Un tercer método, que se ha llevado a cabo en Suecia de forma intencionada, es dejar que el virus siga su curso y se extienda. Con este enfoque, se trata al coronavirus de forma muy parecida al virus de la gripe. Hasta que una vacuna esté disponible o hasta que exista una “inmunidad de rebaño”, el virus será imparable.
Sin embargo, permitir que el virus se propague hasta desarrollar la inmunidad de grupo tiene un coste: muchas personas enfermarán o morirán. Por otra parte, se desconoce cuánto tiempo duraría la inmunidad, así que este enfoque no ofrece ninguna garantía sobre si las personas podrían volver a infectarse tras un par de meses o años, lo que llevaría a una segunda ola de contagios.

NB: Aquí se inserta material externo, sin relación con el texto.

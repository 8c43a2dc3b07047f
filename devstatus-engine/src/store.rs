//! Status store: one record per (subcategory, environment).

use std::collections::{HashMap, HashSet};
use std::sync::Arc;

use chrono::{DateTime, Utc};
use serde::{Deserialize, Serialize};
use tracing::debug;

use checklist::{Catalog, StatusEnum};

use crate::types::{EngineError, Result, StatusRecord};

/// `lastUpdatedBy` of records nobody has touched yet.
pub const SYSTEM_ACTOR: &str = "system";

/// Deterministic record id for a key.
pub fn record_id(env_id: &str, subcategory_id: &str) -> String {
    format!("ps-{env_id}-{subcategory_id}")
}

/// Progress rollup for one environment.
#[derive(Debug, Clone, Default, PartialEq, Serialize, Deserialize)]
#[serde(rename_all = "camelCase")]
pub struct StatusSummary {
    pub env_id: String,
    pub total: usize,
    pub not_started: usize,
    pub in_progress: usize,
    pub blocked: usize,
    pub done: usize,
    pub verified: usize,
    /// Required items not yet done or verified
    pub required_remaining: usize,
    /// Share of done or verified items, 0 - 100
    pub percent_complete: u8,
}

/// Authoritative status records.
///
/// Records are kept in catalog order. `replace` is the only way to change
/// one.
#[derive(Debug, Clone)]
pub struct StatusStore {
    catalog: Arc<Catalog>,
    records: Vec<StatusRecord>,
    index: HashMap<(String, String), usize>,
}

impl StatusStore {
    /// The initial snapshot: every applicable item in every environment,
    /// not started.
    pub fn initial(catalog: Arc<Catalog>, project_id: &str, now: DateTime<Utc>) -> Self {
        let mut records = Vec::new();
        for env in catalog.environments() {
            for sub in catalog.applicable(env.name) {
                records.push(StatusRecord {
                    id: record_id(&env.id, &sub.id),
                    project_id: project_id.to_string(),
                    env_id: env.id.clone(),
                    subcategory_id: sub.id.clone(),
                    status: StatusEnum::NotStarted,
                    last_updated_by: SYSTEM_ACTOR.to_string(),
                    last_updated_at: now,
                    confidence_score: 0,
                    ai_explanation: None,
                    evidence: Vec::new(),
                    history: Vec::new(),
                    comments: Vec::new(),
                });
            }
        }
        debug!(records = records.len(), "Generated initial status snapshot");
        Self::build(catalog, records)
    }

    /// Load records, checking there is exactly one per applicable key.
    pub fn from_records(catalog: Arc<Catalog>, records: Vec<StatusRecord>) -> Result<Self> {
        let mut seen = HashSet::new();
        for record in &records {
            let env = catalog.environment(&record.env_id).ok_or_else(|| {
                EngineError::InvalidSnapshot(format!("unknown environment {}", record.env_id))
            })?;
            let sub = catalog.subcategory(&record.subcategory_id).ok_or_else(|| {
                EngineError::InvalidSnapshot(format!("unknown subcategory {}", record.subcategory_id))
            })?;
            if !sub.applies_to(env.name) {
                return Err(EngineError::InvalidSnapshot(format!(
                    "{} is not tracked in {}",
                    sub.id, env.name
                )));
            }
            if !seen.insert((record.subcategory_id.clone(), record.env_id.clone())) {
                return Err(EngineError::InvalidSnapshot(format!(
                    "duplicate record for {}@{}",
                    record.subcategory_id, record.env_id
                )));
            }
            if record.confidence_score > 100 {
                return Err(EngineError::InvalidSnapshot(format!(
                    "confidence {} out of range on {}",
                    record.confidence_score, record.id
                )));
            }
        }

        let expected: usize = catalog
            .environments()
            .iter()
            .map(|env| catalog.applicable(env.name).count())
            .sum();
        if seen.len() != expected {
            return Err(EngineError::InvalidSnapshot(format!(
                "expected {expected} records, found {}",
                seen.len()
            )));
        }

        // Reorder into catalog order.
        let mut by_key: HashMap<(String, String), StatusRecord> = records
            .into_iter()
            .map(|r| ((r.subcategory_id.clone(), r.env_id.clone()), r))
            .collect();
        let mut ordered = Vec::with_capacity(expected);
        for env in catalog.environments() {
            for sub in catalog.applicable(env.name) {
                if let Some(record) = by_key.remove(&(sub.id.clone(), env.id.clone())) {
                    ordered.push(record);
                }
            }
        }

        Ok(Self::build(catalog, ordered))
    }

    fn build(catalog: Arc<Catalog>, records: Vec<StatusRecord>) -> Self {
        let index = records
            .iter()
            .enumerate()
            .map(|(i, r)| ((r.subcategory_id.clone(), r.env_id.clone()), i))
            .collect();
        Self {
            catalog,
            records,
            index,
        }
    }

    pub fn catalog(&self) -> &Catalog {
        &self.catalog
    }

    pub fn get(&self, subcategory_id: &str, env_id: &str) -> Option<&StatusRecord> {
        self.index
            .get(&(subcategory_id.to_string(), env_id.to_string()))
            .map(|&i| &self.records[i])
    }

    /// Records of one environment, in catalog order.
    pub fn list(&self, env_id: &str) -> Vec<&StatusRecord> {
        self.records.iter().filter(|r| r.env_id == env_id).collect()
    }

    /// Every record.
    pub fn all(&self) -> &[StatusRecord] {
        &self.records
    }

    /// Apply `mutation` to the matching record. Returns false if there is none.
    pub fn replace<F>(&mut self, subcategory_id: &str, env_id: &str, mutation: F) -> bool
    where
        F: FnOnce(&StatusRecord) -> StatusRecord,
    {
        let Some(&i) = self
            .index
            .get(&(subcategory_id.to_string(), env_id.to_string()))
        else {
            debug!(subcategory_id, env_id, "No record to replace");
            return false;
        };
        let mut updated = mutation(&self.records[i]);
        // Key fields never change.
        updated.id = self.records[i].id.clone();
        updated.env_id = self.records[i].env_id.clone();
        updated.subcategory_id = self.records[i].subcategory_id.clone();
        self.records[i] = updated;
        true
    }

    /// Progress rollup for one environment.
    pub fn summary(&self, env_id: &str) -> StatusSummary {
        let mut summary = StatusSummary {
            env_id: env_id.to_string(),
            ..Default::default()
        };

        for record in self.records.iter().filter(|r| r.env_id == env_id) {
            summary.total += 1;
            match record.status {
                StatusEnum::NotStarted => summary.not_started += 1,
                StatusEnum::InProgress => summary.in_progress += 1,
                StatusEnum::Blocked => summary.blocked += 1,
                StatusEnum::Done => summary.done += 1,
                StatusEnum::Verified => summary.verified += 1,
            }
            let required = self
                .catalog
                .subcategory(&record.subcategory_id)
                .map(|s| s.required)
                .unwrap_or(false);
            if required && !record.status.is_complete() {
                summary.required_remaining += 1;
            }
        }

        if summary.total > 0 {
            let complete = (summary.done + summary.verified) as f64;
            summary.percent_complete = (complete / summary.total as f64 * 100.0).round() as u8;
        }
        summary
    }
}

En mi opinión, podemos evitar un segundo brote si los Gobiernos controlan activamente el virus con pruebas –además de la identificación y el aislamiento de los portadores– y fomentan unos buenos hábitos de higiene, como el lavado de manos y la desinfección ambiental, así como el respeto de medidas de distanciamiento físico donde sea necesario. El objetivo es reducir el número de casos a un nivel bajo para que la transmisión se limite a brotes discretos y controlables con la finalidad última de eliminarlo.
Esta visión percibe el coronavirus como una serie de pequeños incendios que surgen constantemente y que necesitan ser extinguidos rápidamente antes de que se transformen en un incendio incontrolable. Corea del Sur y Alemania han aplicado eficazmente este enfoque, poniendo en marcha estrategias de pruebas y rastreos masivas, aislando a los portadores del virus e implementando sistemas de vigilancia para trazar un mapa de su propagación.
Sin embargo, si nos centramos en las víctimas mortales de este segundo brote [en detrimento de las personas que se han recuperado] podríamos pasar por alto el peligro que se esconde detrás de este virus: los daños a largo plazo que puede causar a los pulmones, el corazón, los riñones, el cerebro e incluso los vasos sanguíneos de aquellos que se han recuperado. Estamos viendo que esta es una de las secuelas más horribles de la COVID-19. A menudo olvidamos que estamos ante un nuevo virus, completamente diferente de la gripe y que podría tener impactos en la salud a largo plazo que sólo seremos capaces de comprender en meses o años.
Si el coronavirus es la poliomielitis de nuestra generación, haremos bien en fijarnos en las estrategias adoptadas por los Gobiernos de la región del Pacífico.
Nueva Zelanda ha conseguido, prácticamente, eliminar el coronavirus, y Australia se está acercando cada vez más a este objetivo. Con los controles fronterizos pertinentes, las personas que viven en estos países pueden volver a la vida normal. En Nueva Zelanda se celebran eventos deportivos, se han reabierto las escuelas, vuelve a haber reservas para bodas y la gente puede ver a sus familiares de forma segura.
El éxito de Nueva Zelanda y Australia podría obligar a otros países a cuestionarse sus estrategias y la viabilidad de eliminar el virus dentro de sus fronteras. En lugar de vivir con la constante amenaza de la COVID-19, la población podría empezar a preguntar a sus Gobiernos: ¿por qué no intentar deshacerse del virus por completo?